The desserts consist of a tempered chocolate dome topped with roasted hazelnut pieces on to which the waitress poured steaming hot dark chocolate over; cocoa-roasted whole hazelnut wrapped in light praline mousse (in celebration of the centre of Ferrero Rocher), a chocolate case brimming with silky ganache (inspired by Ferrero Rocher’s rich smooth chocolate layer) and wisps of soft spun sugar dusted with edible gold glitter (paying tribute to the elegant golden wrapper) – in other words, glittery candy floss!

After you work your way round the plate, taking centre stage is a Ferrero Rocher to finish with. The desserts, despite being mini were very very rich so I ended up taking the Ferrero Rocher away for a little bit later.

The wall covered in Ferrero Rocher’s is probably the highlight of the pop up shop. I mean, if you don’t take a picture of/with it, did you even really go?

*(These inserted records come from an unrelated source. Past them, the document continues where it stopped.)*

//! Error types for the Vaultline core.
//!
//! Strongly-typed errors per layer: configuration errors (fatal at startup),
//! credential verification errors (collapsed to a generic "unauthorized" at
//! the transport surface so callers learn nothing about why a token was
//! rejected), and session state errors.

use thiserror::Error;

use crate::session::SessionState;

/// Misconfigured signing material. Fatal at startup.
#[derive(Error, Debug, Clone, PartialEq, Eq)]
pub enum ConfigError {
    /// The active algorithm has no signing key, so `sign` cannot be used.
    /// Verify-only deployments (RS256 with only a public key) hit this if
    /// they attempt issuance.
    #[error("no signing key configured for {algorithm}")]
    MissingSigningKey {
        /// Name of the configured algorithm.
        algorithm: &'static str,
    },

    /// Key material could not be parsed (e.g., malformed RSA PEM).
    #[error("invalid key material: {0}")]
    InvalidKeyMaterial(String),
}

/// Credential verification failure.
///
/// Every variant is surfaced to callers as the same generic unauthorized
/// response. The distinction exists for logging and tests only; leaking it
/// would give attackers an oracle.
#[derive(Error, Debug, Clone, PartialEq, Eq)]
pub enum AuthError {
    /// Empty or absent token.
    #[error("no token supplied")]
    NoToken,

    /// The token is not structurally valid (not three base64url segments,
    /// undecodable header or claims).
    #[error("token could not be decoded")]
    DecodeFailed,

    /// Header algorithm differs from the configured algorithm. Checked
    /// before any signature verification to rule out algorithm-substitution
    /// attacks.
    #[error("token header algorithm does not match configuration")]
    UnexpectedAlgorithm,

    /// Header key id differs from the configured key id, including the case
    /// where exactly one side carries a key id.
    #[error("token header key id does not match configuration")]
    UnexpectedKeyId,

    /// Expiry is in the past (beyond the clock-skew tolerance).
    #[error("token has expired")]
    Expired,

    /// Not-before is in the future (beyond the clock-skew tolerance).
    #[error("token is not yet valid")]
    NotYetValid,

    /// Signature did not verify under the configured key.
    #[error("token signature verification failed")]
    BadSignature,

    /// Audience claim does not match the configured audience.
    #[error("token audience does not match configuration")]
    AudienceMismatch,

    /// Issuer claim does not match the configured issuer.
    #[error("token issuer does not match configuration")]
    IssuerMismatch,

    /// None of `sub`, `userId`, `id` resolved to a subject.
    #[error("token carries no resolvable subject")]
    NoSubject,

    /// The embedded generation was superseded by a revocation event.
    #[error("token generation has been revoked")]
    TokenRevoked,
}

/// Channel session state machine errors.
#[derive(Error, Debug, Clone, PartialEq, Eq)]
pub enum SessionError {
    /// Too many reauth attempts within the sliding window.
    #[error("rate limited: too many reauth attempts")]
    RateLimited,

    /// Operation not permitted in the current session state.
    #[error("cannot {operation} in state {state:?}")]
    InvalidState {
        /// State the session was in when the operation was attempted.
        state: SessionState,
        /// Operation that was attempted.
        operation: &'static str,
    },
}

Dolce By Ferrero Rocher Wall

While there are walk-in slots available from 1pm to 10pm daily but I would recommend that you book. The wait can get pretty long and with the weather being unpredictable, you don’t want to be stuck in the rain. If there are no booking slots available, don’t be too put off people don’t always turn up to reservations and the desserts don’t take very long to eat.
Prices are £10 with tea and coffee and £15 for the desserts with a glass of prosecco. Hurry though, it’s only open until 11th December 2016.

2 comments so far.

What are your thoughts?

2 responses to “DOLCE by FERRERO ROCHER. A multi-layered dining experience Review”

  1. nadia says:

    Glittery candy floss!

    I know, all those decadent and luscious chocolates and I’m fawning over candy floss … but it’s glittery!

    Lovely review, Rosie!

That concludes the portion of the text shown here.